P5-16-05 The combination of trastuzumab and HER2-directed peptide vaccines is safe in
 

P5-16-05
The combination of trastuzumab and HER2-directed peptide
vaccines is safe in HER2-expressing breast cancer patients
Hale DF, Vreeland TJ, Perez SA, Berry JS, Ardavanis A, Trappey
AF, Tzonis P, Sears AK, Clifton GT, Shumway NM, Papamichail
M, Ponniah S, Peoples GE, Mittendorf EA. Brooke Army Medical
Center, San Antonio, TX; Cancer Immunology and Immunotherapy
Center, Athens, Greece; MD Anderson Cancer Center, Houston, TX;
Uniformed Services University of the Health Sciences, Bethesda, MD
Background: Cardiotoxicity is the most concerning toxicity associated
with the commonly used HER2-directed immunotherapy, trastuzumab
(Tz). In general, a significant decline of left ventricular ejection
fraction (EF) in asymptomatic patients is accepted as a decrease of
at least 10% or an absolute value of below 50%. We are currently
conducting multiple trials of HER2-directed peptide vaccines, often
given either concurrently or in close temporal proximity to Tz. This
has raised the issue that combining therapies could increase the risk
of cardio-toxicity. Here, we present safety data from multiple trials
in which the combination of these HER2-directed therapies was
administered.
Methods: Phase I and II trials were conducted in disease-free breast
cancer patients after completion of chemotherapy when indicated.

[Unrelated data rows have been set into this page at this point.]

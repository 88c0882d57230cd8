//! In-memory reference implementation of [`RecruitingStore`].
//!
//! A single mutex guards all tables, so `commit_evaluation` is trivially
//! atomic and commits touching the same application are serialized. Suitable
//! for the demo server and tests; a SQL-backed store slots in behind the same
//! trait.

use std::collections::HashMap;
use std::sync::Mutex;

use chrono::{DateTime, Utc};

use super::domain::{
    Applicant, ApplicantId, Application, ApplicationId, Company, CompanyId, CoverLetterQuestionId,
    JobPosting, JobPostingId, ResumeItemId,
};
use super::repository::{EvaluationResultRecord, RecruitingStore, StoreError};

#[derive(Default)]
struct Tables {
    company: Option<Company>,
    applicants: HashMap<ApplicantId, Applicant>,
    postings: HashMap<JobPostingId, JobPosting>,
    applications: HashMap<ApplicationId, Application>,
    evaluations: HashMap<ApplicationId, EvaluationResultRecord>,
    next_applicant: u64,
    next_posting: u64,
    next_application: u64,
    next_resume_item: u64,
    next_question: u64,
}

impl Tables {
    fn new() -> Self {
        Self {
            next_applicant: 1,
            next_posting: 1,
            next_application: 1,
            next_resume_item: 1,
            next_question: 1,
            ..Self::default()
        }
    }
}

#[derive(Default)]
pub struct InMemoryRecruitingStore {
    tables: Mutex<Tables>,
}

impl InMemoryRecruitingStore {
    pub fn new() -> Self {
        Self {
            tables: Mutex::new(Tables::new()),
        }
    }

    /// Test/demo helper: stored evaluation rows for one application (0 or 1).
    pub fn evaluation_count(&self, id: ApplicationId) -> usize {
        let tables = self.lock();
        usize::from(tables.evaluations.contains_key(&id))
    }

    fn lock(&self) -> std::sync::MutexGuard<'_, Tables> {
        self.tables.lock().expect("store mutex poisoned")
    }
}

fn sorted_by_creation(mut applications: Vec<Application>) -> Vec<Application> {
    applications.sort_by_key(|application| application.id);
    applications
}

impl RecruitingStore for InMemoryRecruitingStore {
    fn register_company(
        &self,
        name: String,
        description: Option<String>,
    ) -> Result<Company, StoreError> {
        let mut tables = self.lock();
        if tables.company.is_some() {
            return Err(StoreError::Conflict);
        }
        let company = Company {
            id: CompanyId(1),
            name,
            description,
        };
        tables.company = Some(company.clone());
        Ok(company)
    }

    fn fetch_company(&self) -> Result<Option<Company>, StoreError> {
        Ok(self.lock().company.clone())
    }

    fn fetch_applicant(&self, id: ApplicantId) -> Result<Option<Applicant>, StoreError> {
        Ok(self.lock().applicants.get(&id).cloned())
    }

    fn find_applicant_by_email(&self, email: &str) -> Result<Option<Applicant>, StoreError> {
        let tables = self.lock();
        Ok(tables
            .applicants
            .values()
            .find(|applicant| applicant.email == email)
            .cloned())
    }

    fn find_or_create_applicant(&self, name: &str, email: &str) -> Result<Applicant, StoreError> {
        let mut tables = self.lock();
        if let Some(existing) = tables
            .applicants
            .values()
            .find(|applicant| applicant.email == email)
        {
            return Ok(existing.clone());
        }
        let applicant = Applicant {
            id: ApplicantId(tables.next_applicant),
            name: name.to_string(),
            email: email.to_string(),
        };
        tables.next_applicant += 1;
        tables.applicants.insert(applicant.id, applicant.clone());
        Ok(applicant)
    }

    fn insert_posting(&self, mut posting: JobPosting) -> Result<JobPosting, StoreError> {
        let mut tables = self.lock();
        posting.id = JobPostingId(tables.next_posting);
        tables.next_posting += 1;
        for item in &mut posting.resume_items {
            item.id = ResumeItemId(tables.next_resume_item);
            tables.next_resume_item += 1;
        }
        for question in &mut posting.cover_letter_questions {
            question.id = CoverLetterQuestionId(tables.next_question);
            tables.next_question += 1;
        }
        tables.postings.insert(posting.id, posting.clone());
        Ok(posting)
    }

    fn update_posting(&self, mut posting: JobPosting) -> Result<JobPosting, StoreError> {
        let mut tables = self.lock();
        if !tables.postings.contains_key(&posting.id) {
            return Err(StoreError::NotFound);
        }
        // Definitions are replaced wholesale on update; fresh rows get fresh ids.
        for item in &mut posting.resume_items {
            if item.id.0 == 0 {
                item.id = ResumeItemId(tables.next_resume_item);
                tables.next_resume_item += 1;
            }
        }
        for question in &mut posting.cover_letter_questions {
            if question.id.0 == 0 {
                question.id = CoverLetterQuestionId(tables.next_question);
                tables.next_question += 1;
            }
        }
        tables.postings.insert(posting.id, posting.clone());
        Ok(posting)
    }

    fn fetch_posting(&self, id: JobPostingId) -> Result<Option<JobPosting>, StoreError> {
        Ok(self.lock().postings.get(&id).cloned())
    }

    fn delete_posting(&self, id: JobPostingId) -> Result<(), StoreError> {
        let mut tables = self.lock();
        if tables.postings.remove(&id).is_none() {
            return Err(StoreError::NotFound);
        }
        Ok(())
    }

    fn list_postings(&self) -> Result<Vec<JobPosting>, StoreError> {
        let tables = self.lock();
        let mut postings: Vec<_> = tables.postings.values().cloned().collect();
        postings.sort_by_key(|posting| posting.id);
        Ok(postings)
    }

    fn insert_application(&self, mut application: Application) -> Result<Application, StoreError> {
        let mut tables = self.lock();
        application.id = ApplicationId(tables.next_application);
        tables.next_application += 1;
        tables
            .applications
            .insert(application.id, application.clone());
        Ok(application)
    }

    fn update_application(&self, application: Application) -> Result<(), StoreError> {
        let mut tables = self.lock();
        if !tables.applications.contains_key(&application.id) {
            return Err(StoreError::NotFound);
        }
        tables.applications.insert(application.id, application);
        Ok(())
    }

    fn fetch_application(&self, id: ApplicationId) -> Result<Option<Application>, StoreError> {
        Ok(self.lock().applications.get(&id).cloned())
    }

    fn list_applications(&self) -> Result<Vec<Application>, StoreError> {
        Ok(sorted_by_creation(
            self.lock().applications.values().cloned().collect(),
        ))
    }

    fn applications_for_posting(&self, id: JobPostingId) -> Result<Vec<Application>, StoreError> {
        Ok(sorted_by_creation(
            self.lock()
                .applications
                .values()
                .filter(|application| application.job_posting_id == id)
                .cloned()
                .collect(),
        ))
    }

    fn applications_for_applicant(&self, id: ApplicantId) -> Result<Vec<Application>, StoreError> {
        Ok(sorted_by_creation(
            self.lock()
                .applications
                .values()
                .filter(|application| application.applicant_id == id)
                .cloned()
                .collect(),
        ))
    }

    fn application_for_email_and_posting(
        &self,
        email: &str,
        posting: JobPostingId,
    ) -> Result<Option<Application>, StoreError> {
        let tables = self.lock();
        let applicant = tables
            .applicants
            .values()
            .find(|applicant| applicant.email == email);
        let Some(applicant) = applicant else {
            return Ok(None);
        };
        let mut matches: Vec<_> = tables
            .applications
            .values()
            .filter(|application| {
                application.applicant_id == applicant.id && application.job_posting_id == posting
            })
            .cloned()
            .collect();
        matches.sort_by_key(|application| application.id);
        Ok(matches.pop())
    }

    fn fetch_evaluation(
        &self,
        application_id: ApplicationId,
    ) -> Result<Option<EvaluationResultRecord>, StoreError> {
        Ok(self.lock().evaluations.get(&application_id).cloned())
    }

    fn commit_evaluation(
        &self,
        application: Application,
        result: EvaluationResultRecord,
    ) -> Result<(), StoreError> {
        let mut tables = self.lock();
        if !tables.applications.contains_key(&application.id) {
            return Err(StoreError::NotFound);
        }
        // Both writes happen under the one lock: the application row and the
        // wholesale replacement of any prior evaluation result.
        tables
            .applications
            .insert(application.id, application.clone());
        tables.evaluations.insert(application.id, result);
        Ok(())
    }
}

/// Fixed clock for deterministic tests and demos.
#[derive(Debug, Clone, Copy)]
pub struct FixedClock(pub DateTime<Utc>);

impl super::scheduler::Clock for FixedClock {
    fn now(&self) -> DateTime<Utc> {
        self.0
    }
}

Patients (pts) who were determined by treating oncologists to qualify
for Tz received this therapy per standard-of-care. These pts were
enrolled onto HER2-directed peptide vaccine trials per each trial’s
inclusion criteria, with vaccinated (VG) pts receiving peptide + GMCSF
and control (CG) pts receiving GM-CSF alone. All patients were
monitored for local and systemic toxicity to peptide inoculations
(graded by the NCI’s Common Terminology Criteria for Adverse
Events). In addition, patients who received Tz had EF tracked
through either echocardiogram or MUGA according to local standard
of practice. Our database was queried for patients who received Tz
and peptide, and had documented measures of EF pre-vaccine (Pre),
during vaccine (D) and post-vaccine (Post). These pts were then
placed in two groups based on the timing of Tz and vaccine therapy:
concurrent(C) group and sequential(S) group. Mean EF at each time
point was compared using a t-test.
Results: Overall, the peptide vaccines were well tolerated (max local
tox: 1% Grade 0, 65% Gr 1, 33% Gr 2, 1% Gr 3; max systemic tox:
19% Gr 0, 63% Gr 1, 18% Gr 2, 0% Gr 3). These toxicities are likely
secondary to the GM-CSF immunoadjuvant as control pts receiving
GM-CSF alone have similar toxicity profiles (max local tox: 0%
Gr 0, 76% Gr 1, 23% Gr 2, 1% Gr 3; max systemic tox: 20% Gr 0,
65% Gr 1, 15% Gr 2, 0% Gr 3). There have been no serious or nonserious
cardiac-related adverse events in our trials. In total, 71 pts
treated with Tz and enrolled in a vaccine trial had EF measurements
available for analysis; 54 in the S group (35 VG, 19 CG) and 17 in
the C group (10 VG, 7 CG). Overall, neither VG nor CG pts had
significant changes in EF (VG Pre: 65±0.8%, D: 63±0.9%, Post:
64±0.3%; CG Pre: 63±1.2%, D: 64±1.8%, Post: 63±1.1%). Separating
VG pts into C and S pts, there were again no significant changes in
EF, (C Pre: 65±1.0%, D: 63±1.0%, Post: 63±1.4%; S Pre: 65±1.7%,
D: 61±1.3%, Post: 65±1.8%).
Conclusions: HER2-directed peptide vaccines are safe and well
tolerated. Initial data indicate that the combination of Tz and HER2-
directed peptide vaccines, whether concurrent or sequential, does not
cause significant cardiac toxicities as measured by changes in the EF
during and after therapy. We will continue to track this safety data
to confirm early findings as we pursue additional combination trials.